Użycie sodastream na filmach na YT kończy się albo nagazowaniem, albo gwałtownym spienieniem i wylaniem cydru. U mnie niestety zdarzyło się to drugie. Wydaje mi się, że różnica tkwi w montażu butelki. U Ciebie jest gwint, a u mnie szybkozłączka.
Po obejrzeniu na YT filmu z cydrem z koncentratu przymierzam się do zakupu takowego. Dokładnie zastanawiam się nad takim/takimi, jak kupiłeś. Szkoda, że nie porównałeś cydrów właśnie z tych 2ch koncentratów. Różnica to jakieś 13-15zł, a może okazać się, że nie różnią się niczym.

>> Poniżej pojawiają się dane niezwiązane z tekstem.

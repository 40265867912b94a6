use std::path::{Path, PathBuf};

use serde::{Deserialize, Serialize};

use super::{write_campose_txt, ImageNameTemplate, PoseError, PoseSource, PoseSourceKind, SkippedEntry};

/// Configuration of the campose export.
#[derive(Debug, Clone, PartialEq, Serialize, Deserialize)]
#[serde(default)]
pub struct ExportConfig {
    /// Force a source shape instead of detecting it.
    pub source: Option<PoseSourceKind>,
    /// Position log file name, relative to the dataset directory.
    pub poslog_file: PathBuf,
    /// Structured document file name, relative to the dataset directory.
    pub metadata_file: PathBuf,
    /// Output directory, created if needed. A relative path is resolved against the
    /// dataset directory.
    pub output_dir: PathBuf,
    /// Output file name, inside `output_dir`.
    pub output_file: PathBuf,
    /// Naming of the images of a position log.
    pub template: ImageNameTemplate,
    /// Extension of the image names of a structured document.
    pub structured_image_extension: String,
}

impl ExportConfig {
    /// Path of the campose file written for `dataset_dir`.
    pub fn output_path(&self, dataset_dir: impl AsRef<Path>) -> PathBuf {
        dataset_dir
            .as_ref()
            .join(&self.output_dir)
            .join(&self.output_file)
    }
}

impl Default for ExportConfig {
    fn default() -> Self {
        Self {
            source: None,
            poslog_file: PathBuf::from("poslog.csv"),
            metadata_file: PathBuf::from("metadata.json"),
            output_dir: PathBuf::from("work"),
            output_file: PathBuf::from("campose.txt"),
            template: ImageNameTemplate::default(),
            structured_image_extension: "jpg".to_string(),
        }
    }
}

/// Summary of a campose export.
#[derive(Debug, Clone, PartialEq)]
pub struct ExportReport {
    /// The source that was read.
    pub source: PoseSourceKind,
    /// The written campose file.
    pub output_path: PathBuf,
    /// Number of lines written.
    pub written: usize,
    /// Source entries left out of the output.
    pub skipped: Vec<SkippedEntry>,
}

/// Export the poses of a dataset to a campose.txt file.
///
/// The whole source is parsed before anything is written: a missing source, a
/// malformed document or a malformed log row aborts the export without touching
/// the output. The output directory is created if needed and the file is fully
/// rewritten, so exporting an unchanged source twice gives identical files.
///
/// # Arguments
///
/// * `dataset_dir` - The dataset directory holding the pose source.
/// * `config` - The export configuration.
pub fn export_campose(
    dataset_dir: impl AsRef<Path>,
    config: &ExportConfig,
) -> Result<ExportReport, PoseError> {
    let dataset_dir = dataset_dir.as_ref();

    let source = PoseSource::detect(dataset_dir, config)?;
    log::info!(
        "Reading {} poses from {}",
        source.kind(),
        source.path().display()
    );

    let batch = source.read()?;

    std::fs::create_dir_all(dataset_dir.join(&config.output_dir))?;
    let output_path = config.output_path(dataset_dir);
    write_campose_txt(&output_path, &batch.records)?;

    if !batch.skipped.is_empty() {
        log::warn!("Skipped {} invalid pose entries", batch.skipped.len());
    }
    log::info!(
        "Successfully created {} with {} poses",
        output_path.display(),
        batch.records.len()
    );

    Ok(ExportReport {
        source: source.kind(),
        output_path,
        written: batch.records.len(),
        skipped: batch.skipped,
    })
}
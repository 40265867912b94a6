use std::path::PathBuf;

mod types;
pub use types::{
    CamposeLine, ImageNameTemplate, NumberFormat, Orientation, PoseRecord, Position, Velocity,
};

mod poslog;
pub use poslog::{read_poslog, POSLOG_NUM_COLUMNS};

mod document;
pub use document::read_pose_document;

mod campose;
pub use campose::{read_campose_txt, write_campose_txt};

mod source;
pub use source::{PoseSource, PoseSourceKind};

mod export;
pub use export::{export_campose, ExportConfig, ExportReport};

/// Error types for the pose module.
#[derive(Debug, thiserror::Error)]
pub enum PoseError {
    /// The pose source file does not exist.
    #[error("Pose source not found: {0}")]
    SourceNotFound(PathBuf),

    /// Error reading or writing file
    #[error("error reading or writing file. {0}")]
    Io(#[from] std::io::Error),

    /// The structured pose document is not valid JSON.
    #[error("Error parsing JSON. {0}")]
    Json(#[from] serde_json::Error),

    /// The structured pose document has no `poses` list.
    #[error("Missing \"poses\" list in {0}")]
    MissingPoses(PathBuf),

    /// A row of the position log does not have the expected number of columns.
    #[error("Invalid number of columns at line {line}: expected {expected}, got {found}")]
    InvalidColumnCount {
        /// 1-based line number.
        line: usize,
        /// Expected number of columns.
        expected: usize,
        /// Number of columns found.
        found: usize,
    },

    /// Parse error
    #[error("Parse error {0}")]
    ParseError(String),
}

/// A pose entry that was skipped while reading a source.
#[derive(Debug, Clone, PartialEq, Eq)]
pub struct SkippedEntry {
    /// 0-based index of the entry in the source.
    pub index: usize,
    /// Why the entry was skipped.
    pub reason: String,
}

/// The records read from a pose source, in source order.
#[derive(Debug, Clone, Default, PartialEq)]
pub struct PoseBatch {
    /// Parsed records.
    pub records: Vec<PoseRecord>,
    /// Entries that could not be parsed.
    pub skipped: Vec<SkippedEntry>,
}

/// Parse a single numeric token of the 1-based line `line_number`.
fn parse_part<T: std::str::FromStr>(s: &str, line_number: usize) -> Result<T, PoseError>
where
    T::Err: std::fmt::Display,
{
    s.parse::<T>()
        .map_err(|e| PoseError::ParseError(format!("line {}: {}: {}", line_number, s, e)))
}
use std::{
    fs::File,
    io::{BufRead, BufReader, BufWriter, Write},
    path::Path,
};

use super::{parse_part, CamposeLine, NumberFormat, PoseError, PoseRecord, Position};

/// Write the campose.txt file, one `<image_name> <x> <y> <z>` line per record.
///
/// The file is truncated first, so writing the same records twice gives the same bytes.
///
/// # Arguments
///
/// * `path` - The path to the campose.txt file.
/// * `records` - The records, written in the given order.
pub fn write_campose_txt(path: impl AsRef<Path>, records: &[PoseRecord]) -> Result<(), PoseError> {
    let mut writer = BufWriter::new(File::create(path)?);
    for record in records {
        writeln!(writer, "{}", CamposeLine::from(record))?;
    }
    writer.flush()?;
    Ok(())
}

/// Read the campose.txt file and return its lines.
///
/// # Arguments
///
/// * `path` - The path to the campose.txt file.
pub fn read_campose_txt(path: impl AsRef<Path>) -> Result<Vec<CamposeLine>, PoseError> {
    let file = File::open(path)?;
    let reader = BufReader::new(file);

    reader
        .lines()
        .enumerate()
        .map(|(line_idx, line)| -> Result<CamposeLine, PoseError> {
            let line = line?;
            parse_campose_line(&line, line_idx + 1)
        })
        .collect()
}

/// IMAGE_NAME, X, Y, Z
fn parse_campose_line(line: &str, line_number: usize) -> Result<CamposeLine, PoseError> {
    let parts = line.split_whitespace().collect::<Vec<_>>();

    if parts.len() != 4 {
        return Err(PoseError::ParseError(format!(
            "line {}: invalid number of parts: {}",
            line_number,
            parts.len()
        )));
    }

    Ok(CamposeLine {
        image_name: parts[0].to_string(),
        position: Position {
            x: parse_part(parts[1], line_number)?,
            y: parse_part(parts[2], line_number)?,
            z: parse_part(parts[3], line_number)?,
        },
        formats: [
            NumberFormat::of_token(parts[1]),
            NumberFormat::of_token(parts[2]),
            NumberFormat::of_token(parts[3]),
        ],
    })
}

#[cfg(test)]
mod tests {
    use super::*;
    use std::fs;

    #[test]
    fn write_overwrites() -> Result<(), PoseError> {
        let tmp_dir = tempfile::tempdir()?;
        let path = tmp_dir.path().join("campose.txt");
        fs::write(&path, "stale content that is longer than the output\n")?;

        let records = vec![
            PoseRecord::new("img000000_0_0.png", Position { x: 1.5, y: 2.5, z: 3.5 }),
            PoseRecord::new("img000001_0_0.png", Position { x: 4.0, y: 0.0, z: -1.0 }),
        ];
        write_campose_txt(&path, &records)?;

        assert_eq!(
            fs::read_to_string(&path)?,
            "img000000_0_0.png 1.5 2.5 3.5\nimg000001_0_0.png 4.0 0.0 -1.0\n"
        );

        let lines = read_campose_txt(&path)?;
        assert_eq!(lines.len(), 2);
        assert_eq!(lines[1].image_name, "img000001_0_0.png");
        assert_eq!(lines[1].position, records[1].position);
        Ok(())
    }

    #[test]
    fn integers_survive_a_rewrite() -> Result<(), PoseError> {
        let tmp_dir = tempfile::tempdir()?;
        let path = tmp_dir.path().join("campose.txt");
        fs::write(&path, "0.jpg 4 5.0 1e-05\n")?;

        let lines = read_campose_txt(&path)?;
        assert_eq!(
            lines[0].formats,
            [NumberFormat::Integer, NumberFormat::Real, NumberFormat::Real]
        );
        assert_eq!(lines[0].to_string(), "0.jpg 4 5.0 1e-05");
        Ok(())
    }

    #[test]
    fn reject_extra_columns() {
        let res = parse_campose_line("0.jpg 1 2 3 4", 1);
        assert!(matches!(res, Err(PoseError::ParseError(_))));
    }
}
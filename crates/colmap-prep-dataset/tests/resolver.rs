use std::{fs, path::Path};

use colmap_prep_dataset::correspondence::{
    plan_mask_dir, resolve_mask_names, CorrespondenceError, IdentifierStyle, ResolverConfig,
};

fn touch(dir: &Path, names: &[&str]) -> std::io::Result<()> {
    for name in names {
        fs::write(dir.join(name), name.as_bytes())?;
    }
    Ok(())
}

fn listing(dir: &Path) -> std::io::Result<Vec<String>> {
    let mut names = fs::read_dir(dir)?
        .map(|entry| entry.map(|e| e.file_name().to_string_lossy().into_owned()))
        .collect::<Result<Vec<_>, _>>()?;
    names.sort();
    Ok(names)
}

#[test]
fn resolve_then_resolve_again() -> Result<(), CorrespondenceError> {
    let image_dir = tempfile::tempdir()?;
    let mask_dir = tempfile::tempdir()?;

    touch(image_dir.path(), &["0.png", "1.png", "2.png", "10.png"])?;
    touch(
        mask_dir.path(),
        &["0.png", "0001_mask.png", "2_mask.png", "0010.png", "99.png", "notes.png"],
    )?;

    let config = ResolverConfig::default();
    let report = resolve_mask_names(mask_dir.path(), image_dir.path(), &config)?;

    assert_eq!(report.already_matched, vec!["0.png".to_string()]);
    assert_eq!(report.renamed.len(), 3);
    assert_eq!(report.unmatched, vec!["99.png".to_string()]);
    assert_eq!(report.unparseable, vec!["notes.png".to_string()]);
    assert!(report.conflicts.is_empty());

    assert_eq!(
        listing(mask_dir.path())?,
        vec!["0.png", "1.png", "10.png", "2.png", "99.png", "notes.png"]
    );
    // the content moved with the name
    assert_eq!(fs::read(mask_dir.path().join("1.png"))?, b"0001_mask.png");

    let second = resolve_mask_names(mask_dir.path(), image_dir.path(), &config)?;
    assert!(second.renamed.is_empty());
    assert_eq!(second.already_matched.len(), 4);
    assert_eq!(
        listing(mask_dir.path())?,
        vec!["0.png", "1.png", "10.png", "2.png", "99.png", "notes.png"]
    );

    Ok(())
}

#[test]
fn conflicting_masks_stay_in_place() -> Result<(), CorrespondenceError> {
    let image_dir = tempfile::tempdir()?;
    let mask_dir = tempfile::tempdir()?;

    touch(image_dir.path(), &["7.png"])?;
    touch(mask_dir.path(), &["007.png", "7_mask.png"])?;

    let report = resolve_mask_names(mask_dir.path(), image_dir.path(), &ResolverConfig::default())?;

    assert!(report.renamed.is_empty());
    assert_eq!(report.conflicts.len(), 2);
    assert_eq!(listing(mask_dir.path())?, vec!["007.png", "7_mask.png"]);

    Ok(())
}

#[test]
fn padded_identifiers_and_other_extensions() -> Result<(), CorrespondenceError> {
    let image_dir = tempfile::tempdir()?;
    let mask_dir = tempfile::tempdir()?;

    touch(image_dir.path(), &["000003.jpg"])?;
    touch(mask_dir.path(), &["3_seg.png", "3.txt"])?;

    let config = ResolverConfig {
        image_extension: "jpg".to_string(),
        suffixes: vec!["_seg".to_string()],
        identifier_style: IdentifierStyle::ZeroPadded { width: 6 },
        ..Default::default()
    };
    let report = resolve_mask_names(mask_dir.path(), image_dir.path(), &config)?;

    assert_eq!(
        report.renamed,
        vec![("3_seg.png".to_string(), "000003.jpg".to_string())]
    );
    assert_eq!(listing(mask_dir.path())?, vec!["000003.jpg", "3.txt"]);

    Ok(())
}

#[test]
fn planning_leaves_the_masks_untouched() -> Result<(), CorrespondenceError> {
    let image_dir = tempfile::tempdir()?;
    let mask_dir = tempfile::tempdir()?;

    touch(image_dir.path(), &["0.png", "1.png", "2.png", "7.png"])?;
    touch(
        mask_dir.path(),
        &[
            "0.png",
            "0001_mask.png",
            "2_mask.png",
            "007.png",
            "7_mask.png",
            "9.png",
            "notes.png",
            "readme.txt",
        ],
    )?;
    let before = listing(mask_dir.path())?;

    let plan = plan_mask_dir(mask_dir.path(), image_dir.path(), &ResolverConfig::default())?;

    assert_eq!(
        plan.renames().collect::<Vec<_>>(),
        vec![("0001_mask.png", "1.png"), ("2_mask.png", "2.png")]
    );
    // readme.txt is not a mask
    assert_eq!(plan.entries.len(), 7);

    let report = plan.report();
    assert_eq!(report.renamed.len(), 2);
    assert_eq!(report.already_matched, vec!["0.png".to_string()]);
    assert_eq!(
        report.conflicts,
        vec!["007.png".to_string(), "7_mask.png".to_string()]
    );
    assert_eq!(report.unmatched, vec!["9.png".to_string()]);
    assert_eq!(report.unparseable, vec!["notes.png".to_string()]);
    assert!(report.failed.is_empty());

    assert_eq!(listing(mask_dir.path())?, before);

    Ok(())
}

#[test]
fn unpadded_masks_find_padded_images() -> Result<(), CorrespondenceError> {
    let image_dir = tempfile::tempdir()?;
    let mask_dir = tempfile::tempdir()?;

    touch(image_dir.path(), &["000003.png", "000012.png"])?;
    touch(mask_dir.path(), &["3_mask.png", "0012.png"])?;

    let config = ResolverConfig::default();
    let report = resolve_mask_names(mask_dir.path(), image_dir.path(), &config)?;
    assert_eq!(report.renamed.len(), 2);
    assert!(report.unmatched.is_empty());
    assert_eq!(listing(mask_dir.path())?, vec!["000003.png", "000012.png"]);

    let second = resolve_mask_names(mask_dir.path(), image_dir.path(), &config)?;
    assert!(second.renamed.is_empty());
    assert_eq!(second.already_matched.len(), 2);

    Ok(())
}

#[test]
fn missing_image_dir_is_fatal() -> Result<(), CorrespondenceError> {
    let mask_dir = tempfile::tempdir()?;
    let res = resolve_mask_names(
        mask_dir.path(),
        mask_dir.path().join("images"),
        &ResolverConfig::default(),
    );
    assert!(matches!(res, Err(CorrespondenceError::DirectoryNotFound(_))));
    Ok(())
}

https://www.youtube.com/watch?v=y4d0iBdjHm8
Hmm, koncentrat to bym widział albo do dosladzania, albo do zrobienia cydru a’la lodowy (tu chyba bardziej ognisty, ze względu na proces oddzielania wody z niego). Czyli doprowadzić moszcz do jakichś 23briow albo lepiej i to przefermentowac plus dosłodzić po stabilizacji.